“My computer thinks I’m gay/I threw that piece of junk away” went the opening lines of “Too Many Friends,” the first track to be released from the new Placebo record, Loud Like Love. And immediately the internet broke into laughter, before frontman Brian Molko had even had the chance to complete his rhyme scheme and reveal that all this happened, you’ll never guess… “on the Champs-Elysées”. Placebo has always been easy to laugh at, but who are we really to mock Molko’s astute comments on the heteronormative assertions of targeted marketing? Huh?
My relationship with Placebo is long-lasting. Sleeping with Ghosts is the first album I ever counted down to the release day of, leaving school in my lunch break to go to my local supermarket to purchase it. I spent a lot of sixth form wearing a Placebo t-shirt emblazoned with what I thought at the time was a “paint splash” design, though now, in my acquired wisdom, I know this to have been a semen splatter. The song “36 Degrees” lists a string of numbers that were an anagram of my home telephone number; I thought this to be fantastic synergy between me and my favourite band, and “Spite & Malice,” from 2001’s Black Market Music, was the first time I heard rap music. I liked it. Placebo were my first live rock concert — I was 17 — and even though I was suffering from severe diarrhoea that evening and subsequently had to sit in the stalls (sometimes stage front, more often bathroom) rather than hook myself onto the barrier with the cyberpunks, my enjoyment could not be dampened. All this is to say that it’s going to take a lot more than a clumsy couplet about how Molko’s through with social media, or in fact the entirety of 2009’s balls-out (in the conventional rock sense, rather than a much preferred voyeuristic one) Battle for the Sun to turn me off the band.
And if the opening of “Too Many Friends” drew titters, then by the time “Rob the Bank” rolls around and Molko orders the listener to “pick your nose… paint a picture of a swastika,” the audience will have been brought to their knees with guffaws. But to mock Molko’s lyrical risk-taking is to miss the point, as it’s when he slips into the banal and safe that the album shows up the same weaknesses that seem always to have plagued Placebo. See, the one thing I personally value in lyrics above anything else — hell, even above the lyrics actually being “good” — is honesty and conviction. “Gay”/”away/”Elysees” may be absurd, but when we get to the second verse and pick up the same melody and rhyme structure, what we’re given is “If I could give it all away/would it come back to me one day?/Like a needle in the hay.” This doesn’t mean anything. This is Molko with few ideas of how to fill out a whole song, let alone a whole album, and so he resorts to simple rhymes throwing out meaningless platitudes, and this is a lot less easy to forgive. A needle in the hay won’t come back to you one day. You may rummage through bales attempting to find it, you may be successful, but it won’t be the needle returning.

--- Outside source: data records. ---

//! Station and measurement rows.
//!
//! Timestamps are stored as RFC 3339 text in UTC with second precision, so
//! the measurement uniqueness key compares equal for equal instants.

use super::StationDb;
use crate::Error;
use crate::model::SourceTag;
use crate::sync::{PersistedMeasurement, PersistedStation, StationStore, StoreCounts};
use async_trait::async_trait;
use chrono::{DateTime, SecondsFormat, Utc};
use tokio_rusqlite::params;
use tokio_rusqlite::rusqlite::{self, Row, types::Type};

const STATION_COLUMNS: &str = "station_code, name, river_name, voivodeship, latitude, longitude,
    coordinates_verified, warning_level, alarm_level, last_water_level, last_water_level_at,
    last_flow, last_flow_at, updated_at";

fn format_time(at: DateTime<Utc>) -> String {
    at.to_rfc3339_opts(SecondsFormat::Secs, true)
}

fn parse_time(idx: usize, value: &str) -> rusqlite::Result<DateTime<Utc>> {
    DateTime::parse_from_rfc3339(value)
        .map(|at| at.with_timezone(&Utc))
        .map_err(|e| rusqlite::Error::FromSqlConversionFailure(idx, Type::Text, Box::new(e)))
}

fn optional_time(row: &Row<'_>, idx: usize) -> rusqlite::Result<Option<DateTime<Utc>>> {
    row.get::<_, Option<String>>(idx)?
        .map(|value| parse_time(idx, &value))
        .transpose()
}

fn station_from_row(row: &Row<'_>) -> rusqlite::Result<PersistedStation> {
    Ok(PersistedStation {
        station_code: row.get(0)?,
        name: row.get(1)?,
        river_name: row.get(2)?,
        voivodeship: row.get(3)?,
        latitude: row.get(4)?,
        longitude: row.get(5)?,
        coordinates_verified: row.get::<_, i32>(6)? == 1,
        warning_level: row.get(7)?,
        alarm_level: row.get(8)?,
        last_water_level: row.get(9)?,
        last_water_level_at: optional_time(row, 10)?,
        last_flow: row.get(11)?,
        last_flow_at: optional_time(row, 12)?,
        updated_at: parse_time(13, &row.get::<_, String>(13)?)?,
    })
}

#[async_trait]
impl StationStore for StationDb {
    async fn find_station(&self, station_code: &str) -> Result<Option<PersistedStation>, Error> {
        let code = station_code.to_string();
        self.conn
            .call(move |conn| -> Result<Option<PersistedStation>, Error> {
                let sql = format!("SELECT {STATION_COLUMNS} FROM stations WHERE station_code = ?1");
                let result = conn.query_row(&sql, params![code], station_from_row);

                match result {
                    Ok(s) => Ok(Some(s)),
                    Err(rusqlite::Error::QueryReturnedNoRows) => Ok(None),
                    Err(e) => Err(e.into()),
                }
            })
            .await
            .map_err(Error::from)
    }

    async fn upsert_station(&self, station: &PersistedStation) -> Result<(), Error> {
        let s = station.clone();
        self.conn
            .call(move |conn| -> Result<(), Error> {
                conn.execute(
                    "INSERT INTO stations (
                        station_code, name, river_name, voivodeship, latitude, longitude,
                        coordinates_verified, warning_level, alarm_level, last_water_level,
                        last_water_level_at, last_flow, last_flow_at, updated_at
                    ) VALUES (?1, ?2, ?3, ?4, ?5, ?6, ?7, ?8, ?9, ?10, ?11, ?12, ?13, ?14)
                    ON CONFLICT(station_code) DO UPDATE SET
                        name = excluded.name,
                        river_name = excluded.river_name,
                        voivodeship = excluded.voivodeship,
                        latitude = excluded.latitude,
                        longitude = excluded.longitude,
                        coordinates_verified = excluded.coordinates_verified,
                        warning_level = excluded.warning_level,
                        alarm_level = excluded.alarm_level,
                        last_water_level = excluded.last_water_level,
                        last_water_level_at = excluded.last_water_level_at,
                        last_flow = excluded.last_flow,
                        last_flow_at = excluded.last_flow_at,
                        updated_at = excluded.updated_at",
                    params![
                        &s.station_code,
                        &s.name,
                        &s.river_name,
                        &s.voivodeship,
                        &s.latitude,
                        &s.longitude,
                        s.coordinates_verified as i32,
                        &s.warning_level,
                        &s.alarm_level,
                        &s.last_water_level,
                        s.last_water_level_at.map(format_time),
                        &s.last_flow,
                        s.last_flow_at.map(format_time),
                        format_time(s.updated_at),
                    ],
                )?;
                Ok(())
            })
            .await
            .map_err(Error::from)
    }

    async fn create_measurement_if_absent(&self, measurement: &PersistedMeasurement) -> Result<bool, Error> {
        let m = measurement.clone();
        self.conn
            .call(move |conn| -> Result<bool, Error> {
                let inserted = conn.execute(
                    "INSERT OR IGNORE INTO measurements (station_code, measured_at, source, water_level, flow)
                     VALUES (?1, ?2, ?3, ?4, ?5)",
                    params![
                        &m.station_code,
                        format_time(m.measured_at),
                        m.source.as_str(),
                        &m.water_level,
                        &m.flow
                    ],
                )?;
                Ok(inserted == 1)
            })
            .await
            .map_err(Error::from)
    }

    async fn list_stations(&self) -> Result<Vec<PersistedStation>, Error> {
        self.conn
            .call(|conn| -> Result<Vec<PersistedStation>, Error> {
                let sql = format!("SELECT {STATION_COLUMNS} FROM stations ORDER BY station_code");
                let mut stmt = conn.prepare(&sql)?;
                let rows = stmt.query_map([], station_from_row)?;
                Ok(rows.collect::<Result<Vec<_>, _>>()?)
            })
            .await
            .map_err(Error::from)
    }

    async fn counts(&self) -> Result<StoreCounts, Error> {
        self.conn
            .call(|conn| -> Result<StoreCounts, Error> {
                let stations: i64 = conn.query_row("SELECT COUNT(*) FROM stations", [], |row| row.get(0))?;
                let measurements: i64 = conn.query_row("SELECT COUNT(*) FROM measurements", [], |row| row.get(0))?;
                Ok(StoreCounts { stations: stations as u64, measurements: measurements as u64 })
            })
            .await
            .map_err(Error::from)
    }
}

impl StationDb {
    /// Measurements for one station, newest first.
    pub async fn recent_measurements(
        &self, station_code: &str, limit: usize,
    ) -> Result<Vec<PersistedMeasurement>, Error> {
        let code = station_code.to_string();
        let limit = limit as i64;
        self.conn
            .call(move |conn| -> Result<Vec<PersistedMeasurement>, Error> {
                let mut stmt = conn.prepare(
                    "SELECT station_code, measured_at, source, water_level, flow
                     FROM measurements WHERE station_code = ?1
                     ORDER BY measured_at DESC LIMIT ?2",
                )?;
                let rows = stmt.query_map(params![code, limit], |row| {
                    let source: String = row.get(2)?;
                    Ok(PersistedMeasurement {
                        station_code: row.get(0)?,
                        measured_at: parse_time(1, &row.get::<_, String>(1)?)?,
                        source: SourceTag::parse(&source).ok_or_else(|| {
                            let message = format!("unknown source '{source}'");
                            rusqlite::Error::FromSqlConversionFailure(2, Type::Text, message.into())
                        })?,
                        water_level: row.get(3)?,
                        flow: row.get(4)?,
                    })
                })?;
                Ok(rows.collect::<Result<Vec<_>, _>>()?)
            })
            .await
            .map_err(Error::from)
    }
}

#[cfg(test)]
mod tests {
    use super::*;
    use chrono::TimeZone;

    fn at(hour: u32) -> DateTime<Utc> {
        Utc.with_ymd_and_hms(2024, 5, 1, hour, 0, 0).unwrap()
    }

    fn station(code: &str) -> PersistedStation {
        PersistedStation {
            station_code: code.to_string(),
            name: "Kłodzko".into(),
            river_name: Some("Nysa Kłodzka".into()),
            voivodeship: Some("dolnośląskie".into()),
            latitude: Some(50.43),
            longitude: Some(16.65),
            coordinates_verified: true,
            warning_level: Some(200.0),
            alarm_level: None,
            last_water_level: Some(150.0),
            last_water_level_at: Some(at(10)),
            last_flow: None,
            last_flow_at: None,
            updated_at: at(11),
        }
    }

    fn measurement(code: &str, hour: u32, source: SourceTag) -> PersistedMeasurement {
        PersistedMeasurement { station_code: code.into(), measured_at: at(hour), source, water_level: Some(150.0), flow: None }
    }

    #[tokio::test]
    async fn test_station_roundtrip() {
        let db = StationDb::open_in_memory().await.unwrap();
        assert!(db.find_station("150160180").await.unwrap().is_none());

        let original = station("150160180");
        db.upsert_station(&original).await.unwrap();
        assert_eq!(db.find_station("150160180").await.unwrap(), Some(original.clone()));

        let mut changed = original;
        changed.last_water_level = Some(170.0);
        changed.alarm_level = Some(260.0);
        db.upsert_station(&changed).await.unwrap();
        assert_eq!(db.find_station("150160180").await.unwrap(), Some(changed));
        assert_eq!(db.counts().await.unwrap().stations, 1);
    }

    #[tokio::test]
    async fn test_measurement_uniqueness() {
        let db = StationDb::open_in_memory().await.unwrap();
        db.upsert_station(&station("1")).await.unwrap();

        assert!(db.create_measurement_if_absent(&measurement("1", 10, SourceTag::Hydro)).await.unwrap());
        assert!(!db.create_measurement_if_absent(&measurement("1", 10, SourceTag::Hydro)).await.unwrap());
        assert!(db.create_measurement_if_absent(&measurement("1", 10, SourceTag::Hydro2)).await.unwrap());
        assert!(db.create_measurement_if_absent(&measurement("1", 11, SourceTag::Hydro)).await.unwrap());

        assert_eq!(db.counts().await.unwrap(), StoreCounts { stations: 1, measurements: 3 });

        let recent = db.recent_measurements("1", 2).await.unwrap();
        assert_eq!(recent.len(), 2);
        assert_eq!(recent[0].measured_at, at(11));
    }

    #[tokio::test]
    async fn test_measurement_requires_station() {
        let db = StationDb::open_in_memory().await.unwrap();
        let result = db.create_measurement_if_absent(&measurement("missing", 10, SourceTag::Hydro)).await;
        assert!(matches!(result, Err(Error::Database(_))));
    }

    #[tokio::test]
    async fn test_list_stations_sorted() {
        let db = StationDb::open_in_memory().await.unwrap();
        for code in ["3", "1", "2"] {
            db.upsert_station(&station(code)).await.unwrap();
        }
        let codes: Vec<String> = db.list_stations().await.unwrap().into_iter().map(|s| s.station_code).collect();
        assert_eq!(codes, vec!["1", "2", "3"]);
    }
}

And needle is something missing from this album altogether. There’s no provocation anymore. There’s not even as much anger as you’d expect from a man who’s recently been dethroned from his position as World’s Most Famous Luxembourger by a cyclist. You’d be angry, wouldn’t you? There are good songs on this record, for sure. The title track comes fast out of the traps and is among the most euphoric songs Placebo have written to date. Album closer “Bosco,” a paean to the androgynous ’70s Irish kids’ TV character, does as all Album Closers should, with its long, genuinely emotional buildup carrying on a little longer than necessary. Swelling strings are brought to the fore as Brian repeats the phrase “how I suck you dry” fourteen times at the diminutive redhead puppet, with the same knowing wink that your uncle would.
Molko claims the songs on Loud Like Love are the most confessional he’s ever written. If that’s true, it’s just a shame that such transparency has come to him as a 40-year-old single father railing against Spotify rather than when he speedballed his way around the world leaving a self-described “trail of blood and spunk” behind him. Because there was a time when Placebo were genuinely exciting and a refreshing alternative to the detritus of Britpop, notable for more than just the fact that they’re the only good band ever to have a really tall member.
But for all these criticisms I’ve spitefully laid down, for all the clear downfalls of this record, I’ve enjoyed it. It’s a Placebo album, and it’s faithful to that, imbued with the same teenage nostalgia as ever. Fifteen years and seven albums later, Placebo are still here, and they’ll be selling out shows in landlocked European countries as surely as teenage goths will assemble at the cenotaph of every market town in the UK this Saturday morning.